The Harp-sit-chord bench was created by Studiomama for Fenton House, Hampstead, in connection with the exhibition Please Sit, curated by Gitta Gschwendtner.
As the names suggests, this exhibition sought to warmly invite people to sit down, linger longer, and to look anew at Fenton House.
The contents of this National Trust property and the worlds from which they came are remarkable. However, brimming with disparate collections and having had many different occupants, Fenton House is perhaps one of the more difficult London house museums to embrace.
In this context, Studiomama and five other designers were invited to create seating interventions in one of the rooms at Fenton.
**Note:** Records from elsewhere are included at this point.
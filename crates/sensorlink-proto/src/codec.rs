// Copyright 2026 U.S. Federal Government (in countries where recognized)
// SPDX-License-Identifier: Apache-2.0

//! Construction and verification of the authenticated, encrypted envelope.
//!
//! # Wire layout
//!
//! All multi-byte integers are big-endian.
//!
//! ```text
//!  size        field
//!  3           header: type | version | encoding
//!  1           addrLen
//!  addrLen     source address (cleartext)
//!  2           sectionLen
//!  16          IV                  \
//!  2           cipherLen            | authenticated section
//!  cipherLen   ciphertext          /
//!  32          HMAC-SHA-256(passphrase, authenticated section)
//! ```
//!
//! The ciphertext is AES-128-CBC over
//! `header | addrLen | address | timestamp (i32) | payload | PKCS#7 padding`.
//! Repeating the header and address inside the ciphertext lets the decoder
//! detect a valid ciphertext that was moved under a different cleartext
//! address.
//!
//! Decoding verifies the MAC before anything is decrypted.

use aes::Aes128;
use cbc::cipher::block_padding::Pkcs7;
use cbc::cipher::{BlockDecryptMut, BlockEncryptMut, KeyIvInit};
use hmac::digest::KeyInit;
use hmac::{Hmac, Mac};
use sha2::Sha256;

use crate::datagram::{
    Address, DatagramType, Encoding, HEADER_LEN, PublicHeader, Version, split_public_prefix,
};
use crate::error::{DecodeError, EncodeError};
use crate::keys::{BLOCK_LEN, Iv, SymmetricKey};

type Aes128CbcEnc = cbc::Encryptor<Aes128>;
type Aes128CbcDec = cbc::Decryptor<Aes128>;
type HmacSha256 = Hmac<Sha256>;

/// Length of the trailing HMAC-SHA-256 tag.
pub const MAC_LEN: usize = 32;

/// Size of the big-endian timestamp inside the plaintext.
pub const TIMESTAMP_LEN: usize = 4;

/// Largest authenticated section (IV, cipherLen field, ciphertext).
pub const MAX_SECTION_LEN: usize = u16::MAX as usize;

/// Size of each 16-bit length field.
const LEN_FIELD: usize = 2;

/// Timestamp and payload recovered from a verified datagram.
#[derive(Clone, Debug, Eq, PartialEq)]
pub struct Decoded {
    /// Seconds since the Unix epoch, as set by the sender.
    pub timestamp: i32,
    /// Application payload.
    pub payload: Vec<u8>,
}

/// Build a Message datagram.
///
/// `iv` must not have been used with `key` before. The only runtime failure
/// is [`EncodeError::PayloadTooLong`]: key, IV and address lengths are
/// guaranteed by their types.
///
/// # Examples
///
/// ```
/// use sensorlink_proto::codec::{decode, encode};
/// use sensorlink_proto::datagram::{Address, Encoding};
/// use sensorlink_proto::keys::{Iv, SymmetricKey};
///
/// let address = Address::new("dev1").unwrap();
/// let key = SymmetricKey::new([0u8; 16]);
/// let iv = Iv::new([0u8; 16]);
/// let datagram = encode(&address, b"pw", &key, &iv, 1000, Encoding::Binary, &[1, 2, 3]).unwrap();
///
/// let decoded = decode(&datagram, b"pw", &key).unwrap();
/// assert_eq!(decoded.timestamp, 1000);
/// assert_eq!(decoded.payload, vec![1, 2, 3]);
/// ```
pub fn encode(
    address: &Address,
    passphrase: &[u8],
    key: &SymmetricKey,
    iv: &Iv,
    timestamp: i32,
    encoding: Encoding,
    payload: &[u8],
) -> Result<Vec<u8>, EncodeError> {
    let header = PublicHeader::header_bytes(DatagramType::Message, Version::CURRENT, encoding);
    seal(header, address, passphrase, key, iv, timestamp, payload)
}

/// Assemble a datagram with an arbitrary header.
pub(crate) fn seal(
    header: [u8; HEADER_LEN],
    address: &Address,
    passphrase: &[u8],
    key: &SymmetricKey,
    iv: &Iv,
    timestamp: i32,
    payload: &[u8],
) -> Result<Vec<u8>, EncodeError> {
    let prefix = public_prefix(header, address);

    let mut plaintext = Vec::with_capacity(prefix.len() + TIMESTAMP_LEN + payload.len());
    plaintext.extend_from_slice(&prefix);
    plaintext.extend_from_slice(&timestamp.to_be_bytes());
    plaintext.extend_from_slice(payload);

    // PKCS#7 always pads, adding a whole block when already aligned.
    let ciphertext = Aes128CbcEnc::new(&(*key.as_bytes()).into(), &(*iv.as_bytes()).into())
        .encrypt_padded_vec_mut::<Pkcs7>(&plaintext);

    let section_len = BLOCK_LEN + LEN_FIELD + ciphertext.len();
    if section_len > MAX_SECTION_LEN {
        return Err(EncodeError::PayloadTooLong { section_len });
    }

    let mut section = Vec::with_capacity(section_len);
    section.extend_from_slice(iv.as_bytes());
    section.extend_from_slice(&(ciphertext.len() as u16).to_be_bytes());
    section.extend_from_slice(&ciphertext);

    let mut mac = keyed_mac(passphrase);
    mac.update(&section);
    let tag = mac.finalize().into_bytes();

    let mut datagram = Vec::with_capacity(prefix.len() + LEN_FIELD + section_len + MAC_LEN);
    datagram.extend_from_slice(&prefix);
    datagram.extend_from_slice(&(section_len as u16).to_be_bytes());
    datagram.extend_from_slice(&section);
    datagram.extend_from_slice(&tag);
    Ok(datagram)
}

/// Verify, decrypt, and unpack a datagram.
///
/// Every failure yields the same [`DecodeError`]. The ciphertext is only
/// decrypted once the MAC has been checked in constant time.
pub fn decode(
    datagram: &[u8],
    passphrase: &[u8],
    key: &SymmetricKey,
) -> Result<Decoded, DecodeError> {
    let (_, prefix_len) = split_public_prefix(datagram).map_err(|_| DecodeError)?;

    let section_start = prefix_len + LEN_FIELD;
    let section_len = read_be_u16(datagram, prefix_len).ok_or(DecodeError)? as usize;
    let section_end = section_start + section_len;
    if datagram.len() != section_end + MAC_LEN {
        return Err(DecodeError);
    }
    let section = &datagram[section_start..section_end];

    let mut mac = keyed_mac(passphrase);
    mac.update(section);
    mac.verify_slice(&datagram[section_end..]).map_err(|_| DecodeError)?;

    if section.len() < BLOCK_LEN + LEN_FIELD {
        return Err(DecodeError);
    }
    let iv = Iv::try_from(&section[..BLOCK_LEN]).map_err(|_| DecodeError)?;
    let cipher_len = read_be_u16(section, BLOCK_LEN).ok_or(DecodeError)? as usize;
    let ciphertext = &section[BLOCK_LEN + LEN_FIELD..];
    if ciphertext.len() != cipher_len || cipher_len == 0 || !cipher_len.is_multiple_of(BLOCK_LEN) {
        return Err(DecodeError);
    }

    let mut buf = ciphertext.to_vec();
    let plaintext = Aes128CbcDec::new(&(*key.as_bytes()).into(), &(*iv.as_bytes()).into())
        .decrypt_padded_mut::<Pkcs7>(&mut buf)
        .map_err(|_| DecodeError)?;

    // The encrypted copy of the header and address must match the cleartext one.
    let prefix = &datagram[..prefix_len];
    if plaintext.len() < prefix_len + TIMESTAMP_LEN || &plaintext[..prefix_len] != prefix {
        return Err(DecodeError);
    }

    let ts_end = prefix_len + TIMESTAMP_LEN;
    let mut ts = [0u8; TIMESTAMP_LEN];
    ts.copy_from_slice(&plaintext[prefix_len..ts_end]);

    Ok(Decoded {
        timestamp: i32::from_be_bytes(ts),
        payload: plaintext[ts_end..].to_vec(),
    })
}

/// HMAC-SHA-256 keyed with the raw passphrase.
///
/// HMAC hashes keys longer than the block and zero-pads shorter ones, so
/// every passphrase, including an empty one, is a valid key.
fn keyed_mac(passphrase: &[u8]) -> HmacSha256 {
    <HmacSha256 as KeyInit>::new_from_slice(passphrase).expect("HMAC can take key of any size")
}

/// `header | addrLen | address`, identical inside and outside the ciphertext.
fn public_prefix(header: [u8; HEADER_LEN], address: &Address) -> Vec<u8> {
    let mut prefix = Vec::with_capacity(HEADER_LEN + 1 + address.len());
    prefix.extend_from_slice(&header);
    prefix.push(address.len() as u8);
    prefix.extend_from_slice(address.as_bytes());
    prefix
}

fn read_be_u16(buf: &[u8], offset: usize) -> Option<u16> {
    let bytes = buf.get(offset..offset + LEN_FIELD)?;
    Some(u16::from_be_bytes([bytes[0], bytes[1]]))
}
Studiomama’s sculptural Harp-sit-chord bench, made of abstract shapes of solid mahogany, is inspired by the iconic form of the harpsichord in the drawing room.
Specifically, the special Shudi & Broadwood harpsichord as this is what immediately caught Nina Tolstrup’s attention on entering the room. ‘Such an arresting shape and incredibly crafted instrument’ she said. Tolstrup ‘imagined the eight year-old Mozart playing the harpsichord in a light blue frock over a waistcoat and collared white shirt during his stay in London in 1764.’
At Fenton, Studiomama’s seating intervention aimed at encouraging a deeper level of engagement not only with Fenton's collection but also, more broadly, with heritage and place. Removed from the context it was designed for, the bench can be enjoyed along the lines Tolstrup was struck by the harpsichord -for it too is such an interesting shape and incredibly crafted.